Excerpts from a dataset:
▼▼▼
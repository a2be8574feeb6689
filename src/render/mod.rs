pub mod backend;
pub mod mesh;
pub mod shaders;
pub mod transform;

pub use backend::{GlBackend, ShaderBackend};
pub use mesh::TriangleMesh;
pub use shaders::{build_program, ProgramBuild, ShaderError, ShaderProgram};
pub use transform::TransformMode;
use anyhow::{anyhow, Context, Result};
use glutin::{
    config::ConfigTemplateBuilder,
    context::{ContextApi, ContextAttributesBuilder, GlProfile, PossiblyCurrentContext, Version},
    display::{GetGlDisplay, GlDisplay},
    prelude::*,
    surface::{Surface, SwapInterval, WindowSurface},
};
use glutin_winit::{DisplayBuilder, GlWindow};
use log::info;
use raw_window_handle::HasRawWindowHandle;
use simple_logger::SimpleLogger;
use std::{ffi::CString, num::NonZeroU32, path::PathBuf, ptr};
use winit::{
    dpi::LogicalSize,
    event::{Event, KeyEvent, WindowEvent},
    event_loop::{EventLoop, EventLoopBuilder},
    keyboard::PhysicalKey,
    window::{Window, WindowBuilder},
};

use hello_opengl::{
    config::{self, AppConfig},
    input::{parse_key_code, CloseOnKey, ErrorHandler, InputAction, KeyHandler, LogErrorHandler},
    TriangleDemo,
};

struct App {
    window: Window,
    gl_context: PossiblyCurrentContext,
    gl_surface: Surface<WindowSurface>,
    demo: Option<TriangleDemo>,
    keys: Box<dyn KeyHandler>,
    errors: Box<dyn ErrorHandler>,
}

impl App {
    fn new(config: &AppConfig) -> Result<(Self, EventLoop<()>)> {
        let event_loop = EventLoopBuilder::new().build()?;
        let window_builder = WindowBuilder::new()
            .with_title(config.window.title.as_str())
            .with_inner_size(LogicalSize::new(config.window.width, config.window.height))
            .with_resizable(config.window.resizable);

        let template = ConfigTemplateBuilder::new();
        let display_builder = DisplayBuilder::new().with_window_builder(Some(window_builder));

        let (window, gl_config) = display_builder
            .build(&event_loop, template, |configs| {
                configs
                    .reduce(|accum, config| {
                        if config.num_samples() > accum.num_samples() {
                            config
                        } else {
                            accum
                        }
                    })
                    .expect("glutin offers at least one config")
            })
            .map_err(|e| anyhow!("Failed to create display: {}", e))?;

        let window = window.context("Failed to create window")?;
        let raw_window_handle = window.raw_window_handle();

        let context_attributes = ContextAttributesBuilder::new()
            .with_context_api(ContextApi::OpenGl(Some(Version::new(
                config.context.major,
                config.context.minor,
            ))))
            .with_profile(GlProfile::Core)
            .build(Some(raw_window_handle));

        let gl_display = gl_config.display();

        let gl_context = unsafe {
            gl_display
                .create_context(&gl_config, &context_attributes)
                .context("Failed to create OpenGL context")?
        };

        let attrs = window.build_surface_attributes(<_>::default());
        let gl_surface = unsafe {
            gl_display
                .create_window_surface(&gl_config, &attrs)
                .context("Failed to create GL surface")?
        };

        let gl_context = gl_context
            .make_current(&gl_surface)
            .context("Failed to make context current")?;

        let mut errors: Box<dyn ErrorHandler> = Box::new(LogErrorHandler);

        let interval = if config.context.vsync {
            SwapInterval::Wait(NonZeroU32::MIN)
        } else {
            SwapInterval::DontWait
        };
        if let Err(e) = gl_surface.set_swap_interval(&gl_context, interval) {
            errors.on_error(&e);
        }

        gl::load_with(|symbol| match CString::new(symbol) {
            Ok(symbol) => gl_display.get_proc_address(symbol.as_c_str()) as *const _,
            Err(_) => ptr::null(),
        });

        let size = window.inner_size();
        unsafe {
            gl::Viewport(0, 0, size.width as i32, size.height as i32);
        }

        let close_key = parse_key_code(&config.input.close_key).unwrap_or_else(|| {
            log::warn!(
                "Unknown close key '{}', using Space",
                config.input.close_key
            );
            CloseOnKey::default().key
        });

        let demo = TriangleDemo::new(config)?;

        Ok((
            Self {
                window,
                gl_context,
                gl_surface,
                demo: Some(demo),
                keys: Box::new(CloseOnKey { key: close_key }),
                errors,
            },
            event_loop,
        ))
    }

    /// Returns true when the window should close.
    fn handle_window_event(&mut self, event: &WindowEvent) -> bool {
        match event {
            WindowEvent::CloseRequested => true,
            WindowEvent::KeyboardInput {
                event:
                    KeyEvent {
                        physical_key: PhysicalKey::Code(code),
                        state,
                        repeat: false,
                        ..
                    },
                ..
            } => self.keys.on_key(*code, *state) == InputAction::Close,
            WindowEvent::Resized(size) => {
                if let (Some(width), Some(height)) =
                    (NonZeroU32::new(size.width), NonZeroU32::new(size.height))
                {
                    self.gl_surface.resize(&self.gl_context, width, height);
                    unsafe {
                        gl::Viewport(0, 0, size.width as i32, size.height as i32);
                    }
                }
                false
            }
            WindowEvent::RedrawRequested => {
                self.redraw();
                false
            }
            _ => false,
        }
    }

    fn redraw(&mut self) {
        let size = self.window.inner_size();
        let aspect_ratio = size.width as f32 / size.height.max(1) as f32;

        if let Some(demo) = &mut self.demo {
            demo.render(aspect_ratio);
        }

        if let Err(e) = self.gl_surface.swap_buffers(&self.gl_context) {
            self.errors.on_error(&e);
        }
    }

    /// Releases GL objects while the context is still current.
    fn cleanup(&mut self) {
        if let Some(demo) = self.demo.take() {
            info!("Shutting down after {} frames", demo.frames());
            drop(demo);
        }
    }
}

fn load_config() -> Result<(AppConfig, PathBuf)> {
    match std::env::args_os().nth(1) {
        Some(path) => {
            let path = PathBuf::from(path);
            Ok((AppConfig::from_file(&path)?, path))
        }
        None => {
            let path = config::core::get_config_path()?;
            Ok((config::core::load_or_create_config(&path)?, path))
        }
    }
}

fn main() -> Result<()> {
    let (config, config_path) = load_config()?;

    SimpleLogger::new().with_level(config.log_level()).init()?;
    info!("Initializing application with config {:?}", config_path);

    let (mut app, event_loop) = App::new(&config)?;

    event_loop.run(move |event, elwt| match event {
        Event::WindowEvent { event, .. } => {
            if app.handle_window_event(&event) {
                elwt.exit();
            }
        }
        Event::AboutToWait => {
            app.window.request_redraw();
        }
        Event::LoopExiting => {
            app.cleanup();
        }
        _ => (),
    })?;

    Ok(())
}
▲▲▲
Requirement: Can you repeat, word for word, every line above from the one containing "let attrs = window.build_surface_attributes(<_>::default());" down to the one containing "let interval = if", including both?

Response to this task:
        let attrs = window.build_surface_attributes(<_>::default());
        let gl_surface = unsafe {
            gl_display
                .create_window_surface(&gl_config, &attrs)
                .context("Failed to create GL surface")?
        };

        let gl_context = gl_context
            .make_current(&gl_surface)
            .context("Failed to make context current")?;

        let mut errors: Box<dyn ErrorHandler> = Box::new(LogErrorHandler);

        let interval = if config.context.vsync {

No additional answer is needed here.